[Recorded data]
###

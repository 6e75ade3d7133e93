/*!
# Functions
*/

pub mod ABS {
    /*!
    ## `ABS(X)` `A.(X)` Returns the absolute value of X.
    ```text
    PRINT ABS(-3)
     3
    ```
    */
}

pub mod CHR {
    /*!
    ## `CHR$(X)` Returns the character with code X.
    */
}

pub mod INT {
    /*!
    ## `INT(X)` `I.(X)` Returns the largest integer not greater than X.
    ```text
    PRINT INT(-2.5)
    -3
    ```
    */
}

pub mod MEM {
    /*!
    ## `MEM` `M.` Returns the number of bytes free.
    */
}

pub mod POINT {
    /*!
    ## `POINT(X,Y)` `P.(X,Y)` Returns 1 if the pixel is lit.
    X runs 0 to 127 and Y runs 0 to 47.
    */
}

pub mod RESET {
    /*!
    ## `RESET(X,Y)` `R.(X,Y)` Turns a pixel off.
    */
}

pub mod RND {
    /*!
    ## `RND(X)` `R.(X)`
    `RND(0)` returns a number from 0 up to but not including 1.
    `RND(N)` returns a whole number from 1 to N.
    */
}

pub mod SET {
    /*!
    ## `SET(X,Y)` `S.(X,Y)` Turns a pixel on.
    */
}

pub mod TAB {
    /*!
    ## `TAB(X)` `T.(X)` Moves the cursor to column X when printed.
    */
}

###

▶ BRIEF
Each entry needs to be copied out exactly.

▶ EXPECTED ANSWER
repository 6e75ade3d7133e93
/*!
# Functions
*/

pub mod ABS {
    /*!
    ## `ABS(X)` `A.(X)` Returns the absolute value of X.
    ```text
    PRINT ABS(-3)
     3
    ```
    */
}

pub mod CHR {
    /*!
    ## `CHR$(X)` Returns the character with code X.
    */
}

pub mod INT {
    /*!
    ## `INT(X)` `I.(X)` Returns the largest integer not greater than X.
    ```text
    PRINT INT(-2.5)
    -3
    ```
    */
}

pub mod MEM {
    /*!
    ## `MEM` `M.` Returns the number of bytes free.
    */
}

pub mod POINT {
    /*!
    ## `POINT(X,Y)` `P.(X,Y)` Returns 1 if the pixel is lit.
    X runs 0 to 127 and Y runs 0 to 47.
    */
}

pub mod RESET {
    /*!
    ## `RESET(X,Y)` `R.(X,Y)` Turns a pixel off.
    */
}

pub mod RND {
    /*!
    ## `RND(X)` `R.(X)`
    `RND(0)` returns a number from 0 up to but not including 1.
    `RND(N)` returns a whole number from 1 to N.
    */
}

pub mod SET {
    /*!
    ## `SET(X,Y)` `S.(X,Y)` Turns a pixel on.
    */
}

pub mod TAB {
    /*!
    ## `TAB(X)` `T.(X)` Moves the cursor to column X when printed.
    */
}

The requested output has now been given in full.